PARIS – Iga Swiatek eliminated Coco Gauff 6-2, 6-4 in the semifinals of the French Open on Thursday and extended her winning streak at Roland Garros to 20 matches.

The top-ranked Swiatek is seeking her fourth championship in five years in Paris and could become the first woman with three in a row here since Justine Henin from 2007-09.

Swiatek improved to 11-1 overall against No. 3 seed Gauff, the reigning US Open champion, and has defeated her at the clay-court Grand Slam tournament three years in a row, including in the 2022 final and last year’s quarterfinals .

In Saturday’s title match, Swiatek will face unseeded 17-year-old Mirra Andreeva of Russia or No. 12 Jasmine Paolini of Italy.

Swiatek is 4-0 in major finals so far and has been at her dominant best over the past two weeks.

Aside from a three-set second-round win over four-time champion Naomi Osaka when she was forced to save a match point, Swiatek has conceded a total of just 17 in her remaining five matches.

Swiatek showed her usual powerful but clean basic strokes and needed just ten winners to progress on Thursday, partly because she made just fourteen unforced errors – while Gauff finished with 39.
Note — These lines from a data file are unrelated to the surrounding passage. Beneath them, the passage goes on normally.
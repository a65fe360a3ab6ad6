//! Command-line front end for the word library.
//!
//! Kept thin: parse arguments, load `conf/config.toml`, bootstrap the library
//! and run one command.

use anyhow::{Context, Result, anyhow};
use std::env;
use std::path::{Path, PathBuf};
use tracing::{error, info, warn};
use tracing_subscriber::{EnvFilter, fmt, prelude::*, reload};
use wordbook::config::{AppConfig, DEFAULT_CONFIG_PATH, load_config};
use wordbook::prefs::{FilePreferences, Preferences};
use wordbook::{BookManager, Entry, LibraryImporter, MigrationRunner};

type ReloadHandle = reload::Handle<EnvFilter, tracing_subscriber::Registry>;

const USAGE: &str = "Usage: wordbook <books | show [book] | create <book> | delete <book> | import <path> | find <word> | migrate>";

#[derive(Debug, PartialEq, Eq)]
enum Command {
    Books,
    Show(Option<String>),
    Create(String),
    Delete(String),
    Import(PathBuf),
    Find(String),
    Migrate,
}

fn main() {
    let reload_handle = init_tracing();
    if let Err(err) = run(&reload_handle) {
        error!("{err:?}");
        std::process::exit(1);
    }
}

fn run(reload_handle: &ReloadHandle) -> Result<()> {
    let command = parse_args(env::args().skip(1))?;
    let config = load_config(Path::new(DEFAULT_CONFIG_PATH));
    set_log_level(reload_handle, config.log_level.as_filter_str());
    info!(
        root = %config.storage_root.display(),
        level = %config.log_level,
        "Starting wordbook"
    );

    let prefs = FilePreferences::load(&config.preferences_path);
    if command == Command::Migrate {
        let root = prefs
            .storage_root()
            .unwrap_or_else(|| config.storage_root.clone());
        return migrate(&config, root);
    }

    let mut manager = BookManager::bootstrap(&config, Box::new(prefs))
        .context("Failed to open the word library")?;

    match command {
        Command::Books => {
            for book in manager.available_books() {
                let marker = if book == manager.current_book_name() { "*" } else { " " };
                println!("{marker} {book}");
            }
        }
        Command::Show(book) => {
            if let Some(book) = book {
                manager
                    .switch_to(&book)
                    .with_context(|| format!("Failed to open book {book}"))?;
            }
            println!("# {}", manager.data_file_path().display());
            for entry in manager.store().entries() {
                print_entry(entry);
            }
        }
        Command::Create(book) => {
            manager
                .create_book(&book)
                .with_context(|| format!("Failed to create book {book}"))?;
            println!("Created {}", manager.current_book_name());
        }
        Command::Delete(book) => {
            manager
                .delete_book(&book)
                .with_context(|| format!("Failed to delete book {book}"))?;
            println!("Deleted {book}");
        }
        Command::Import(path) => {
            let importer = LibraryImporter::new(config.encodings.clone());
            let store = manager.store_mut();
            let report = importer
                .import_library_report(&path, &store.media_dir())
                .with_context(|| format!("Failed to import {}", path.display()))?;
            if report.files_failed > 0 || report.media_missing > 0 {
                warn!(
                    files_failed = report.files_failed,
                    media_missing = report.media_missing,
                    "Import finished with skipped items"
                );
            }
            let count = store
                .import_entries(report.entries)
                .context("Failed to save imported entries")?;
            println!("Imported {count} entries into {}", store.current_book_name());
        }
        Command::Find(word) => match manager.store().find_across_all_collections(&word) {
            Some(found) => {
                println!("[{}]", found.book);
                print_entry(&found.entry);
            }
            None => println!("{word}: not found"),
        },
        Command::Migrate => {}
    }
    Ok(())
}

fn migrate(config: &AppConfig, root: PathBuf) -> Result<()> {
    let report = MigrationRunner::new(&root)
        .run()
        .with_context(|| format!("Failed to migrate {}", root.display()))?;
    if config.storage_root != root {
        info!(root = %root.display(), "Using storage root from preferences");
    }
    println!(
        "converted {} legacy, foldered {}, moved {} media, {} failures",
        report.converted_legacy, report.foldered, report.media_moved, report.failures
    );
    Ok(())
}

fn parse_args(mut args: impl Iterator<Item = String>) -> Result<Command> {
    let name = args.next().ok_or_else(|| anyhow!(USAGE))?;
    let command = match name.as_str() {
        "books" => Command::Books,
        "show" => Command::Show(args.next()),
        "create" => Command::Create(required(&mut args, "book name")?),
        "delete" => Command::Delete(required(&mut args, "book name")?),
        "import" => {
            let path = PathBuf::from(required(&mut args, "import path")?);
            if !path.exists() {
                return Err(anyhow!("File not found: {}", path.display()));
            }
            Command::Import(path)
        }
        "find" => Command::Find(required(&mut args, "word")?),
        "migrate" => Command::Migrate,
        other => return Err(anyhow!("Unknown command {other:?}\n{USAGE}")),
    };
    Ok(command)
}

fn required(args: &mut impl Iterator<Item = String>, what: &str) -> Result<String> {
    args.next()
        .ok_or_else(|| anyhow!("Missing {what}\n{USAGE}"))
}

fn print_entry(entry: &Entry) {
    let phonetic = entry.phonetic.as_deref().unwrap_or("");
    let star = if entry.is_favorite { " *" } else { "" };
    println!("{} {phonetic}{star}\t{}", entry.word, entry.meaning);
}

fn init_tracing() -> ReloadHandle {
    let env_filter = EnvFilter::try_from_default_env().unwrap_or_else(|_| EnvFilter::new("debug"));
    let (filter_layer, handle) = reload::Layer::new(env_filter);
    tracing_subscriber::registry()
        .with(
            fmt::layer()
                .with_target(true)
                .with_file(true)
                .with_line_number(true)
                .with_writer(std::io::stderr)
                .with_filter(filter_layer),
        )
        .init();
    handle
}

fn set_log_level(handle: &ReloadHandle, level: &str) {
    let parsed = EnvFilter::builder()
        .parse(level)
        .unwrap_or_else(|_| EnvFilter::new("debug"));
    if let Err(err) = handle.reload(parsed) {
        warn!(%level, "Failed to update log level from config: {err}");
    } else {
        info!(%level, "Applied log level from config");
    }
}

#[cfg(test)]
mod tests {
    use super::*;

    fn args(list: &[&str]) -> impl Iterator<Item = String> {
        list.iter()
            .map(|s| s.to_string())
            .collect::<Vec<_>>()
            .into_iter()
    }

    #[test]
    fn parses_commands() {
        assert_eq!(parse_args(args(&["books"])).expect("books"), Command::Books);
        assert_eq!(parse_args(args(&["show"])).expect("show"), Command::Show(None));
        assert_eq!(
            parse_args(args(&["create", "Verbs"])).expect("create"),
            Command::Create("Verbs".to_string())
        );
        assert_eq!(
            parse_args(args(&["find", "hello"])).expect("find"),
            Command::Find("hello".to_string())
        );
    }

    #[test]
    fn rejects_missing_and_unknown_arguments() {
        assert!(parse_args(args(&[])).is_err());
        assert!(parse_args(args(&["delete"])).is_err());
        assert!(parse_args(args(&["frobnicate"])).is_err());
        assert!(parse_args(args(&["import", "/definitely/not/here.zip"])).is_err());
    }
}
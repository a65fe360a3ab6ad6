use crate::config::LogLevel;
use crate::encoding::{DEFAULT_PRIORITY, TextEncoding};
use std::path::PathBuf;

pub(crate) fn default_storage_root() -> PathBuf {
    match std::env::var_os("HOME") {
        Some(home) if !home.is_empty() => PathBuf::from(home).join(".wordbook"),
        _ => PathBuf::from("wordbook-data"),
    }
}

pub(crate) fn default_book() -> String {
    "Default".to_string()
}

pub(crate) fn default_preferences_path() -> PathBuf {
    PathBuf::from("conf/preferences.toml")
}

pub(crate) fn default_encodings() -> Vec<TextEncoding> {
    DEFAULT_PRIORITY.to_vec()
}

pub(crate) fn default_encoding_labels() -> Vec<String> {
    DEFAULT_PRIORITY
        .iter()
        .map(|encoding| encoding.label().to_string())
        .collect()
}

pub(crate) fn default_log_level() -> LogLevel {
    LogLevel::Info
}
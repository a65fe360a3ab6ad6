use super::models::AppConfig;
use super::tables::ConfigTables;
use std::fs;
use std::path::Path;
use tracing::{debug, info, warn};

pub const DEFAULT_CONFIG_PATH: &str = "conf/config.toml";

/// Load configuration from the given path, falling back to defaults on error.
pub fn load_config(path: &Path) -> AppConfig {
    let contents = match fs::read_to_string(path) {
        Ok(data) => {
            info!(path = %path.display(), "Loaded base config");
            data
        }
        Err(err) => {
            warn!(
                path = %path.display(),
                "Falling back to default config: {err}"
            );
            return AppConfig::default();
        }
    };

    match parse_config(&contents) {
        Ok(cfg) => {
            debug!("Parsed configuration from disk");
            cfg
        }
        Err(err) => {
            warn!(path = %path.display(), "Invalid config TOML: {err}");
            AppConfig::default()
        }
    }
}

pub fn parse_config(contents: &str) -> Result<AppConfig, toml::de::Error> {
    toml::from_str::<ConfigTables>(contents).map(AppConfig::from)
}

pub fn serialize_config(config: &AppConfig) -> Result<String, toml::ser::Error> {
    toml::to_string(&ConfigTables::from(config))
}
Coco Gauff at the French Open in Paris on Thursday.Dan Istitene / Getty Images

It didn’t take long for Swiatek to assert herself on a sunny afternoon at Court Philippe Chatrier, where several spectators waved the red and white flags of her native Poland – and even received a warning from chair umpire Aurélie Tourte in the second set.
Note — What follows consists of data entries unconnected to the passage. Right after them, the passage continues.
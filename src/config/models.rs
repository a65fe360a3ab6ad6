use crate::encoding::TextEncoding;
use serde::{Deserialize, Serialize};
use std::path::PathBuf;

/// High-level library configuration; deserializable from TOML tables.
#[derive(Debug, Clone, PartialEq)]
pub struct AppConfig {
    /// Directory holding one folder per book.
    pub storage_root: PathBuf,
    /// Reserved book that can never be deleted and is the fallback on load.
    pub default_book: String,
    pub preferences_path: PathBuf,
    /// Decode attempts for imported files, in priority order.
    pub encodings: Vec<TextEncoding>,
    pub log_level: LogLevel,
}

impl Default for AppConfig {
    fn default() -> Self {
        AppConfig {
            storage_root: crate::config::defaults::default_storage_root(),
            default_book: crate::config::defaults::default_book(),
            preferences_path: crate::config::defaults::default_preferences_path(),
            encodings: crate::config::defaults::default_encodings(),
            log_level: crate::config::defaults::default_log_level(),
        }
    }
}

/// Supported logging verbosity levels.
#[derive(Debug, Clone, Copy, Deserialize, Serialize, PartialEq, Eq)]
#[serde(rename_all = "lowercase")]
pub enum LogLevel {
    Trace,
    Debug,
    Info,
    Warn,
    Error,
}

impl Default for LogLevel {
    fn default() -> Self {
        LogLevel::Info
    }
}

impl std::fmt::Display for LogLevel {
    fn fmt(&self, f: &mut std::fmt::Formatter<'_>) -> std::fmt::Result {
        write!(f, "{}", self.as_filter_str())
    }
}

impl LogLevel {
    pub fn as_filter_str(self) -> &'static str {
        match self {
            LogLevel::Trace => "trace",
            LogLevel::Debug => "debug",
            LogLevel::Info => "info",
            LogLevel::Warn => "warn",
            LogLevel::Error => "error",
        }
    }
}
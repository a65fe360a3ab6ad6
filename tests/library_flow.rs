use std::fs;
use std::io::Write;
use std::path::{Path, PathBuf};
use std::time::{SystemTime, UNIX_EPOCH};
use wordbook::codec::{decode, encode};
use wordbook::config::AppConfig;
use wordbook::encoding::DEFAULT_PRIORITY;
use wordbook::prefs::MemoryPreferences;
use wordbook::{BookManager, CollectionStore, Entry, LibraryImporter, MigrationRunner};
use zip::write::SimpleFileOptions;

fn unique_temp_dir(name: &str) -> PathBuf {
    let nanos = SystemTime::now()
        .duration_since(UNIX_EPOCH)
        .expect("clock should be after epoch")
        .as_nanos();
    let dir = std::env::temp_dir().join(format!("wordbook_it_{name}_{nanos}"));
    fs::create_dir_all(&dir).expect("temp dir should be created");
    dir
}

fn open_store(root: &Path) -> CollectionStore {
    let mut store = CollectionStore::new(root, "Default", Box::new(MemoryPreferences::new()));
    store.load("Default").expect("default book should open");
    store
}

#[test]
fn tricky_fields_survive_a_save_and_reload() {
    let root = unique_temp_dir("roundtrip");
    let mut store = open_store(&root);
    let mut entry = Entry::new("quote", "say \"hi\", then\nleave");
    entry.example = Some("a,b\r\nc".to_string());
    entry.is_favorite = true;
    entry.mistake_count = 3;
    store.add_or_update(entry.clone()).expect("add should persist");

    let reopened = open_store(&root);
    assert_eq!(reopened.entries(), [entry]);

    let _ = fs::remove_dir_all(root);
}

#[test]
fn created_book_reloads_empty_with_header_only_file() {
    let root = unique_temp_dir("create_default");
    let mut store = CollectionStore::new(&root, "Default", Box::new(MemoryPreferences::new()));
    store.create("Default").expect("create should succeed");
    store.load("Default").expect("load should succeed");

    assert!(store.entries().is_empty());
    let text = fs::read_to_string(store.data_file_path()).expect("data file");
    assert_eq!(text.lines().count(), 1);
    assert_eq!(text, encode(&[]).expect("header encodes"));

    let _ = fs::remove_dir_all(root);
}

#[test]
fn directory_import_lands_in_the_active_book() {
    let dir = unique_temp_dir("dir_import");
    let source = dir.join("library");
    fs::create_dir_all(&source).expect("library dir");
    fs::write(source.join("words.csv"), "Word,Meaning\nhello,a greeting\n").expect("csv");

    let mut store = open_store(&dir.join("root"));
    let entries = LibraryImporter::new(DEFAULT_PRIORITY.to_vec())
        .import_library(&source, &store.media_dir())
        .expect("import should succeed");
    assert_eq!(entries, vec![Entry::new("hello", "a greeting")]);

    store.import_entries(entries).expect("merge should persist");
    let on_disk = decode(&fs::read_to_string(store.data_file_path()).expect("data file"));
    assert_eq!(on_disk, vec![Entry::new("hello", "a greeting")]);

    let _ = fs::remove_dir_all(dir);
}

#[test]
fn zip_import_copies_media_and_merges_case_insensitively() {
    let dir = unique_temp_dir("zip_import");
    let archive = dir.join("library.zip");
    {
        let file = fs::File::create(&archive).expect("zip file");
        let mut zip = zip::ZipWriter::new(file);
        let options = SimpleFileOptions::default();
        zip.start_file("deck/cards.csv", options).expect("start csv");
        zip.write_all("单词,释义,图片\nRun,跑,run.png\n".as_bytes())
            .expect("write csv");
        zip.start_file("deck/media/run.png", options).expect("start image");
        zip.write_all(b"image-bytes").expect("write image");
        zip.finish().expect("finish zip");
    }

    let mut store = open_store(&dir.join("root"));
    store
        .add_or_update(Entry::new("run", "old meaning"))
        .expect("seed entry");

    let entries = LibraryImporter::new(DEFAULT_PRIORITY.to_vec())
        .import_library(&archive, &store.media_dir())
        .expect("zip import should succeed");
    store.import_entries(entries).expect("merge should persist");

    assert_eq!(store.entries().len(), 1);
    let entry = &store.entries()[0];
    assert_eq!(entry.word, "Run");
    assert_eq!(entry.meaning, "跑");
    assert_eq!(entry.local_image_path.as_deref(), Some("media/run.png"));
    let image = store.resolve_path("media/run.png");
    assert_eq!(fs::read(image).expect("image copied"), b"image-bytes");

    let _ = fs::remove_dir_all(dir);
}

#[test]
fn flat_layout_is_migrated_once_and_opened() {
    let dir = unique_temp_dir("migrate");
    let root = dir.join("root");
    fs::create_dir_all(&root).expect("root");
    fs::write(root.join("foo.png"), b"foo").expect("media");
    let mut entry = Entry::new("foo", "a thing");
    entry.local_image_path = Some("foo.png".to_string());
    fs::write(root.join("Things.csv"), encode(&[entry]).expect("encodes")).expect("flat book");

    let config = AppConfig {
        storage_root: root.clone(),
        ..AppConfig::default()
    };
    let mut prefs = MemoryPreferences::new();
    wordbook::prefs::Preferences::set_last_book(&mut prefs, "Things");
    let manager = BookManager::bootstrap(&config, Box::new(prefs)).expect("bootstrap");

    assert_eq!(manager.current_book_name(), "Things");
    let opened = &manager.store().entries()[0];
    assert_eq!(opened.local_image_path.as_deref(), Some("media/foo.png"));
    assert!(root.join("Things/media/foo.png").is_file());
    assert!(!root.join("foo.png").exists());

    let before = fs::read_to_string(root.join("Things/Things.csv")).expect("book");
    let again = MigrationRunner::new(&root).run().expect("second run");
    assert!(again.is_noop());
    let after = fs::read_to_string(root.join("Things/Things.csv")).expect("book");
    assert_eq!(before, after);

    let _ = fs::remove_dir_all(dir);
}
When Gauff missed the target early, she really missed it. One return was from her racket frame. Another flew 10 feet. The opening match ended with Gauff wildly hitting a swinging volley that also landed well outside, handing a break.

Swiatek went ahead with a double break at 4-1 when Gauff scored a backhand, then hit her thigh and smashed her racket into a bag on her sideline bench. There were other examples of negative body language from Gauff: a bowed head here, slumped shoulders there.

It’s not like Gauff hasn’t had a chance to make more of this.

She faced a break point in each of Swiatek’s first two service games. But each time, Gauff failed to convert.

In the second set, an hour after the semi-final, Gauff finally broke and led 3-1. That came shortly after Gauff had a disagreement with Tourte over a ruling.

A Swiatek serve was called out just as Gauff missed her return attempt. Tourte awarded the point to Swiatek, saying the line judge’s decision had no effect on Gauff’s swing; Gauff argued that this was the case.

“It’s a Grand Slam semi-final, know the rules of the game,” Gauff told the referee.

The 20-year-old American finished there with a forehand winner down the line and she wagged her fingers to ask for louder support from the fans, and they gave it to her.

Could the momentum shift?

No. Swiatek responded immediately with a four-game run, and after that it was just a matter of closing down.

That wasn’t easy and that shouldn’t be a surprise against Gauff. But Swiatek completed the job on her fourth match point when Gauff missed a forehand, prompting chants of “Iga! I go!” from the stands.